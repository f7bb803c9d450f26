//! SQLite persistence adapter.
//!
//! Stores price history, trades, account snapshots and the realized P&L of
//! each trading day. Timestamps are RFC 3339 strings in UTC so that text
//! ordering matches time ordering.

use chrono::{DateTime, NaiveDate, SecondsFormat, Utc};
use r2d2::Pool;
use r2d2_sqlite::SqliteConnectionManager;
use rusqlite::params;
use rusqlite::types::Type;

use crate::domain::error::TradegateError;
use crate::domain::ledger::{AccountSnapshot, TradeRecord, TradeStatus};
use crate::domain::ohlcv::Bar;
use crate::domain::order::OrderSide;
use crate::ports::config_port::ConfigPort;
use crate::ports::persistence_port::PersistencePort;

pub struct SqliteAdapter {
    pool: Pool<SqliteConnectionManager>,
}

fn format_ts(ts: DateTime<Utc>) -> String {
    ts.to_rfc3339_opts(SecondsFormat::Millis, true)
}

fn conversion_error(idx: usize, reason: String) -> rusqlite::Error {
    rusqlite::Error::FromSqlConversionFailure(
        idx,
        Type::Text,
        Box::new(TradegateError::DatabaseQuery { reason }),
    )
}

fn parse_ts(idx: usize, value: &str) -> rusqlite::Result<DateTime<Utc>> {
    DateTime::parse_from_rfc3339(value)
        .map(|ts| ts.with_timezone(&Utc))
        .map_err(|e| conversion_error(idx, format!("invalid timestamp {value:?}: {e}")))
}

impl SqliteAdapter {
    pub fn from_config(config: &dyn ConfigPort) -> Result<Self, TradegateError> {
        let db_path = config
            .get_string("sqlite", "path")
            .ok_or_else(|| TradegateError::missing_config("sqlite", "path"))?;
        let pool_size = config.get_int("sqlite", "pool_size", 4).max(1) as u32;
        Self::from_path(&db_path, pool_size)
    }

    pub fn from_path(db_path: &str, pool_size: u32) -> Result<Self, TradegateError> {
        let manager = SqliteConnectionManager::file(db_path);
        let pool = Pool::builder()
            .max_size(pool_size.max(1))
            .build(manager)
            .map_err(|e: r2d2::Error| TradegateError::Database {
                reason: e.to_string(),
            })?;

        Ok(Self { pool })
    }

    pub fn in_memory() -> Result<Self, TradegateError> {
        let manager = SqliteConnectionManager::memory();
        let pool = Pool::builder()
            .max_size(1)
            .build(manager)
            .map_err(|e: r2d2::Error| TradegateError::Database {
                reason: e.to_string(),
            })?;

        Ok(Self { pool })
    }

    fn conn(&self) -> Result<r2d2::PooledConnection<SqliteConnectionManager>, TradegateError> {
        self.pool
            .get()
            .map_err(|e: r2d2::Error| TradegateError::Database {
                reason: e.to_string(),
            })
    }

    pub fn initialize_schema(&self) -> Result<(), TradegateError> {
        let conn = self.conn()?;

        conn.execute_batch(
            "CREATE TABLE IF NOT EXISTS price_history (
                id INTEGER PRIMARY KEY AUTOINCREMENT,
                symbol TEXT NOT NULL,
                timestamp TEXT NOT NULL,
                open REAL NOT NULL,
                high REAL NOT NULL,
                low REAL NOT NULL,
                close REAL NOT NULL,
                volume REAL NOT NULL,
                UNIQUE (symbol, timestamp)
            );
            CREATE TABLE IF NOT EXISTS trades (
                id INTEGER PRIMARY KEY AUTOINCREMENT,
                symbol TEXT NOT NULL,
                side TEXT NOT NULL,
                quantity INTEGER NOT NULL,
                price REAL NOT NULL,
                commission REAL NOT NULL,
                realized_pnl REAL NOT NULL,
                closed_quantity INTEGER NOT NULL DEFAULT 0,
                timestamp TEXT NOT NULL,
                order_id TEXT NOT NULL,
                status TEXT NOT NULL
            );
            CREATE INDEX IF NOT EXISTS idx_trades_timestamp ON trades(timestamp);
            CREATE TABLE IF NOT EXISTS account_snapshots (
                id INTEGER PRIMARY KEY AUTOINCREMENT,
                timestamp TEXT NOT NULL,
                balance REAL NOT NULL,
                equity REAL NOT NULL,
                margin_used REAL NOT NULL,
                free_margin REAL NOT NULL,
                realized_daily_pnl REAL NOT NULL
            );
            CREATE TABLE IF NOT EXISTS daily_pnl (
                day TEXT PRIMARY KEY,
                realized_pnl REAL NOT NULL
            );",
        )
        .map_err(|e: rusqlite::Error| TradegateError::DatabaseQuery {
            reason: e.to_string(),
        })?;

        Ok(())
    }
}

impl PersistencePort for SqliteAdapter {
    fn insert_bars(&self, bars: &[Bar]) -> Result<usize, TradegateError> {
        let mut conn = self.conn()?;

        let tx = conn
            .transaction()
            .map_err(|e: rusqlite::Error| TradegateError::DatabaseQuery {
                reason: e.to_string(),
            })?;

        let mut inserted = 0;
        for bar in bars {
            inserted += tx
                .execute(
                    "INSERT OR IGNORE INTO price_history
                        (symbol, timestamp, open, high, low, close, volume)
                     VALUES (?1, ?2, ?3, ?4, ?5, ?6, ?7)",
                    params![
                        bar.symbol,
                        format_ts(bar.timestamp),
                        bar.open,
                        bar.high,
                        bar.low,
                        bar.close,
                        bar.volume
                    ],
                )
                .map_err(|e: rusqlite::Error| TradegateError::DatabaseQuery {
                    reason: e.to_string(),
                })?;
        }

        tx.commit()
            .map_err(|e: rusqlite::Error| TradegateError::DatabaseQuery {
                reason: e.to_string(),
            })?;

        Ok(inserted)
    }

    fn insert_trade(&self, trade: &TradeRecord) -> Result<(), TradegateError> {
        let conn = self.conn()?;
        conn.execute(
            "INSERT INTO trades
                (symbol, side, quantity, price, commission, realized_pnl, closed_quantity,
                 timestamp, order_id, status)
             VALUES (?1, ?2, ?3, ?4, ?5, ?6, ?7, ?8, ?9, ?10)",
            params![
                trade.symbol,
                trade.side.as_str(),
                trade.quantity,
                trade.price,
                trade.commission,
                trade.realized_pnl,
                trade.closed_quantity,
                format_ts(trade.timestamp),
                trade.order_id,
                trade.status.as_str()
            ],
        )
        .map_err(|e: rusqlite::Error| TradegateError::DatabaseQuery {
            reason: e.to_string(),
        })?;
        Ok(())
    }

    fn insert_account_snapshot(&self, snapshot: &AccountSnapshot) -> Result<(), TradegateError> {
        let conn = self.conn()?;
        conn.execute(
            "INSERT INTO account_snapshots
                (timestamp, balance, equity, margin_used, free_margin, realized_daily_pnl)
             VALUES (?1, ?2, ?3, ?4, ?5, ?6)",
            params![
                format_ts(snapshot.timestamp),
                snapshot.balance,
                snapshot.equity,
                snapshot.margin_used,
                snapshot.free_margin,
                snapshot.realized_daily_pnl
            ],
        )
        .map_err(|e: rusqlite::Error| TradegateError::DatabaseQuery {
            reason: e.to_string(),
        })?;
        Ok(())
    }

    fn query_latest_window(&self, symbol: &str, n: usize) -> Result<Vec<Bar>, TradegateError> {
        let conn = self.conn()?;

        let query = "SELECT symbol, timestamp, open, high, low, close, volume
                     FROM price_history
                     WHERE symbol = ?1
                     ORDER BY timestamp DESC
                     LIMIT ?2";

        let mut stmt = conn
            .prepare(query)
            .map_err(|e: rusqlite::Error| TradegateError::DatabaseQuery {
                reason: e.to_string(),
            })?;

        let rows = stmt
            .query_map(params![symbol, n as i64], |row| {
                let ts: String = row.get(1)?;
                Ok(Bar {
                    symbol: row.get(0)?,
                    timestamp: parse_ts(1, &ts)?,
                    open: row.get(2)?,
                    high: row.get(3)?,
                    low: row.get(4)?,
                    close: row.get(5)?,
                    volume: row.get(6)?,
                })
            })
            .map_err(|e: rusqlite::Error| TradegateError::DatabaseQuery {
                reason: e.to_string(),
            })?;

        let mut bars = Vec::new();
        for row in rows {
            bars.push(
                row.map_err(|e: rusqlite::Error| TradegateError::DatabaseQuery {
                    reason: e.to_string(),
                })?,
            );
        }

        bars.reverse();
        Ok(bars)
    }

    fn query_today_trades(
        &self,
        symbol: Option<&str>,
        day_start: DateTime<Utc>,
    ) -> Result<Vec<TradeRecord>, TradegateError> {
        let conn = self.conn()?;

        let query = "SELECT symbol, side, quantity, price, commission, realized_pnl,
                            closed_quantity, timestamp, order_id, status
                     FROM trades
                     WHERE timestamp >= ?1 AND (?2 IS NULL OR symbol = ?2)
                     ORDER BY timestamp ASC, id ASC";

        let mut stmt = conn
            .prepare(query)
            .map_err(|e: rusqlite::Error| TradegateError::DatabaseQuery {
                reason: e.to_string(),
            })?;

        let rows = stmt
            .query_map(params![format_ts(day_start), symbol], |row| {
                let side: String = row.get(1)?;
                let ts: String = row.get(7)?;
                let status: String = row.get(9)?;
                Ok(TradeRecord {
                    symbol: row.get(0)?,
                    side: OrderSide::parse(&side)
                        .ok_or_else(|| conversion_error(1, format!("invalid side {side:?}")))?,
                    quantity: row.get(2)?,
                    price: row.get(3)?,
                    commission: row.get(4)?,
                    realized_pnl: row.get(5)?,
                    closed_quantity: row.get(6)?,
                    timestamp: parse_ts(7, &ts)?,
                    order_id: row.get(8)?,
                    status: TradeStatus::parse(&status)
                        .ok_or_else(|| conversion_error(9, format!("invalid status {status:?}")))?,
                })
            })
            .map_err(|e: rusqlite::Error| TradegateError::DatabaseQuery {
                reason: e.to_string(),
            })?;

        let mut trades = Vec::new();
        for row in rows {
            trades.push(
                row.map_err(|e: rusqlite::Error| TradegateError::DatabaseQuery {
                    reason: e.to_string(),
                })?,
            );
        }

        Ok(trades)
    }

    fn latest_account_snapshot(&self) -> Result<Option<AccountSnapshot>, TradegateError> {
        let conn = self.conn()?;

        let query = "SELECT timestamp, balance, equity, margin_used, free_margin, realized_daily_pnl
                     FROM account_snapshots
                     ORDER BY timestamp DESC, id DESC
                     LIMIT 1";

        let mut stmt = conn
            .prepare(query)
            .map_err(|e: rusqlite::Error| TradegateError::DatabaseQuery {
                reason: e.to_string(),
            })?;

        let mut rows = stmt
            .query_map([], |row| {
                let ts: String = row.get(0)?;
                Ok(AccountSnapshot {
                    timestamp: parse_ts(0, &ts)?,
                    balance: row.get(1)?,
                    equity: row.get(2)?,
                    margin_used: row.get(3)?,
                    free_margin: row.get(4)?,
                    realized_daily_pnl: row.get(5)?,
                })
            })
            .map_err(|e: rusqlite::Error| TradegateError::DatabaseQuery {
                reason: e.to_string(),
            })?;

        match rows.next() {
            Some(row) => Ok(Some(row.map_err(|e: rusqlite::Error| {
                TradegateError::DatabaseQuery {
                    reason: e.to_string(),
                }
            })?)),
            None => Ok(None),
        }
    }

    fn upsert_daily_pnl(&self, day: NaiveDate, realized_pnl: f64) -> Result<(), TradegateError> {
        let conn = self.conn()?;
        conn.execute(
            "INSERT INTO daily_pnl (day, realized_pnl) VALUES (?1, ?2)
             ON CONFLICT(day) DO UPDATE SET realized_pnl = excluded.realized_pnl",
            params![day.format("%Y-%m-%d").to_string(), realized_pnl],
        )
        .map_err(|e: rusqlite::Error| TradegateError::DatabaseQuery {
            reason: e.to_string(),
        })?;
        Ok(())
    }

    fn query_daily_pnl(&self, day: NaiveDate) -> Result<Option<f64>, TradegateError> {
        let conn = self.conn()?;
        let mut stmt = conn
            .prepare("SELECT realized_pnl FROM daily_pnl WHERE day = ?1")
            .map_err(|e: rusqlite::Error| TradegateError::DatabaseQuery {
                reason: e.to_string(),
            })?;
        let mut rows = stmt
            .query_map(params![day.format("%Y-%m-%d").to_string()], |row| {
                row.get::<_, f64>(0)
            })
            .map_err(|e: rusqlite::Error| TradegateError::DatabaseQuery {
                reason: e.to_string(),
            })?;

        match rows.next() {
            Some(row) => Ok(Some(row.map_err(|e: rusqlite::Error| {
                TradegateError::DatabaseQuery {
                    reason: e.to_string(),
                }
            })?)),
            None => Ok(None),
        }
    }
}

+--

*Work to complete*: Your answer should consist of all lines above that include the string "OrderSide".

*Written response*:
use crate::domain::order::OrderSide;
                    side: OrderSide::parse(&side)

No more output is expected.